## DATA EXCERPTS
#####

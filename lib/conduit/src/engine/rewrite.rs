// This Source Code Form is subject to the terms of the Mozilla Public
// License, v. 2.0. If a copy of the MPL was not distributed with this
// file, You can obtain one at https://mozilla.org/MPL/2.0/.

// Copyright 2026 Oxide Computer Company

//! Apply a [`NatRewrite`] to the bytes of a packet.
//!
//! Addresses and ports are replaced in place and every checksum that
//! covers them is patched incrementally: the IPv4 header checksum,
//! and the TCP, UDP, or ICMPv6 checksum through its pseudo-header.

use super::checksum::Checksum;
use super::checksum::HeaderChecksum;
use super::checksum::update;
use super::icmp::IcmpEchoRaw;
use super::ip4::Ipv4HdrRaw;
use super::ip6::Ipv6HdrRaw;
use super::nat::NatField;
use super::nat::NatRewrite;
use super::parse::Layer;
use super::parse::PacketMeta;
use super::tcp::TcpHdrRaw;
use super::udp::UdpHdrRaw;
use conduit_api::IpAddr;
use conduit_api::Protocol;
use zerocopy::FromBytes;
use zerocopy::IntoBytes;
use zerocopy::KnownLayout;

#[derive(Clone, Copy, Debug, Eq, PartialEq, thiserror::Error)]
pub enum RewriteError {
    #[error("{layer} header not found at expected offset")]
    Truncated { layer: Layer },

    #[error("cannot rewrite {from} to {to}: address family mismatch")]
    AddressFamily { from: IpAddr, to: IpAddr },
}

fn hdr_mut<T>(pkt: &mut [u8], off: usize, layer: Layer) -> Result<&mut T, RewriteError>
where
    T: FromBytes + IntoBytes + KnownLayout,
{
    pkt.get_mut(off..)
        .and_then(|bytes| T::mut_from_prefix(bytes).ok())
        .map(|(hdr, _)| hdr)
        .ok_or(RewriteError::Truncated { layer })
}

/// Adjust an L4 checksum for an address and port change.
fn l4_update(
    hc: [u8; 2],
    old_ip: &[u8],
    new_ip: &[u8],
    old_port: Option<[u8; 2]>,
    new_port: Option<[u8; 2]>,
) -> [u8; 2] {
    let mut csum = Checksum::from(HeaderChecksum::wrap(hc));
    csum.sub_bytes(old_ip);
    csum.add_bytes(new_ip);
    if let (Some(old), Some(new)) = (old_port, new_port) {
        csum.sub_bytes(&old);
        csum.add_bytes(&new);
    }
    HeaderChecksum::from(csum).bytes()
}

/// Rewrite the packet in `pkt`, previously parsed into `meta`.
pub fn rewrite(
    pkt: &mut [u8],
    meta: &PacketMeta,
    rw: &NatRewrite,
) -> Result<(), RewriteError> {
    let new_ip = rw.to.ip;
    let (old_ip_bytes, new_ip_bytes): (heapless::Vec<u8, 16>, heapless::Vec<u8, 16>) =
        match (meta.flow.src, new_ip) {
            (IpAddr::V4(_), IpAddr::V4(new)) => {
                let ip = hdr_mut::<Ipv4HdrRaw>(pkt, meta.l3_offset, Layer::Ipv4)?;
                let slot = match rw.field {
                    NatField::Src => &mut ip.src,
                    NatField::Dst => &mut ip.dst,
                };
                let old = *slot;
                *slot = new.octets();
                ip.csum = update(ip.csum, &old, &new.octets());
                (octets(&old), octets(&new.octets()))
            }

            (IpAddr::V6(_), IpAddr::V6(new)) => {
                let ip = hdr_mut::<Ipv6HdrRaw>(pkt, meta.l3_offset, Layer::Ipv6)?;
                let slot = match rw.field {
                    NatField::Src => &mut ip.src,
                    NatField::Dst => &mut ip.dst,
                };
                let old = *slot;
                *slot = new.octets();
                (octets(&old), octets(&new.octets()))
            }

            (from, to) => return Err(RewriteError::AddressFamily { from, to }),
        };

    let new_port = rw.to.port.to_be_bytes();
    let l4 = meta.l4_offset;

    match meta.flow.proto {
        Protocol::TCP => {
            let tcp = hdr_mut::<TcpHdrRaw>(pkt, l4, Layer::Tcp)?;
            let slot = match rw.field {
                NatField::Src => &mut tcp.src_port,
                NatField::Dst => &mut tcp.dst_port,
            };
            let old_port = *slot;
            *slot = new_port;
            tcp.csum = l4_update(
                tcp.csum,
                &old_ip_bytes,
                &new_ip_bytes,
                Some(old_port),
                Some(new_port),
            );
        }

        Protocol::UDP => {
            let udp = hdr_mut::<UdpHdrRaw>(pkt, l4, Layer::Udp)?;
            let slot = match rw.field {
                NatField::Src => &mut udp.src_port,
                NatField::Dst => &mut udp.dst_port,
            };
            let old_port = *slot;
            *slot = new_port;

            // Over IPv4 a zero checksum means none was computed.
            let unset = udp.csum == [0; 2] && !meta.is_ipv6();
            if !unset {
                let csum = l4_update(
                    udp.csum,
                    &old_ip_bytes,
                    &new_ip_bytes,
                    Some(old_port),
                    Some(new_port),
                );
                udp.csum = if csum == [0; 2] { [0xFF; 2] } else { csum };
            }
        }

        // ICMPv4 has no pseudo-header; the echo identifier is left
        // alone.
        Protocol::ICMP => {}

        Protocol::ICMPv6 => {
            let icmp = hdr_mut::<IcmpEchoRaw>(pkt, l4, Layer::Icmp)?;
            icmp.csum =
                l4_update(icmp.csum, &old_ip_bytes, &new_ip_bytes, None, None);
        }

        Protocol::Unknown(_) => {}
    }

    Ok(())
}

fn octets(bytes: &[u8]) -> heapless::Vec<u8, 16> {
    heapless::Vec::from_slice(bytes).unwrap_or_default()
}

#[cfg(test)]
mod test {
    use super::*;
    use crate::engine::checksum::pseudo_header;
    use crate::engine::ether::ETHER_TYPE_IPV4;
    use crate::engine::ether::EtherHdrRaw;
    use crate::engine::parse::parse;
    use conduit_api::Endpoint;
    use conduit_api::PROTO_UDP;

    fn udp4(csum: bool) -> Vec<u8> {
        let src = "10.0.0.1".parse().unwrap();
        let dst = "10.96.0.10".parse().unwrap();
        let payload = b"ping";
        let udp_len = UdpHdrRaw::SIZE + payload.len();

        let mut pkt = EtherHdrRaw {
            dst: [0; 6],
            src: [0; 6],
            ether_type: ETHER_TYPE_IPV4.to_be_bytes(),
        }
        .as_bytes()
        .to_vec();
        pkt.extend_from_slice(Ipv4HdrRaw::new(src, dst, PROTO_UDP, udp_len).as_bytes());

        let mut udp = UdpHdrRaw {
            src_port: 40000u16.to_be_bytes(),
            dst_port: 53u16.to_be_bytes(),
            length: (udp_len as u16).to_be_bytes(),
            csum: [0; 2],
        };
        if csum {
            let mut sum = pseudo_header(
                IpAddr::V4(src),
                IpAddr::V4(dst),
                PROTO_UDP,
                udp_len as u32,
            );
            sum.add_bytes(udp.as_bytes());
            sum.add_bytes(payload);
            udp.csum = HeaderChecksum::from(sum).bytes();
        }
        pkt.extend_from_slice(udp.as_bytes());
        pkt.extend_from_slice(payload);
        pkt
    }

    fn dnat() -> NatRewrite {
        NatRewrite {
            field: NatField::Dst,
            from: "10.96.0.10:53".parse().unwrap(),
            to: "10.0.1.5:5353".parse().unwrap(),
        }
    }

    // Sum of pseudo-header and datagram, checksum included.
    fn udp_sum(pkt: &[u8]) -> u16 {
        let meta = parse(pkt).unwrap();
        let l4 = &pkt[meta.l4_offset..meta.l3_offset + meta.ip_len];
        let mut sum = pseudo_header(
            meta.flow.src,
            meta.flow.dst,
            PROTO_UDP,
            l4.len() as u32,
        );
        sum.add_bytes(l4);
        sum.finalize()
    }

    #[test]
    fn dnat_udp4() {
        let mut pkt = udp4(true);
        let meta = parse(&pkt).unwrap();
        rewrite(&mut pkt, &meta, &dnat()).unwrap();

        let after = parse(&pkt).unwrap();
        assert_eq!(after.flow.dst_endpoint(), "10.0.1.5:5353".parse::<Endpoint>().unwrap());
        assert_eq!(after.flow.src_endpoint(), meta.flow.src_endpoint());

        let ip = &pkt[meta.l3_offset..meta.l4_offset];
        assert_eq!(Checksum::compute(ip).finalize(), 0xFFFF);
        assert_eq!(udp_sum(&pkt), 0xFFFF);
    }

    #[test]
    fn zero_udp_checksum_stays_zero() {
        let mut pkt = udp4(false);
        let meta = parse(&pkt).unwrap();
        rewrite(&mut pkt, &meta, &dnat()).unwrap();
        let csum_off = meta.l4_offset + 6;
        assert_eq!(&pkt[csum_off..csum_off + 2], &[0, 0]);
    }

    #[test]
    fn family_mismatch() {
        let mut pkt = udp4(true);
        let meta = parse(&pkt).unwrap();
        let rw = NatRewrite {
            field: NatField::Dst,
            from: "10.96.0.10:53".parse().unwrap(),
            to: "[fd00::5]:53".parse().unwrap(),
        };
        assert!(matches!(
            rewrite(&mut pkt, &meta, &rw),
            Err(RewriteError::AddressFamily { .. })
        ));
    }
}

#####

## TASK GOAL
Please return all lines in the material above that include the word "crate".

## ANSWER TO THE PROBLEM
    use crate::engine::checksum::pseudo_header;
    use crate::engine::ether::ETHER_TYPE_IPV4;
    use crate::engine::ether::EtherHdrRaw;
    use crate::engine::parse::parse;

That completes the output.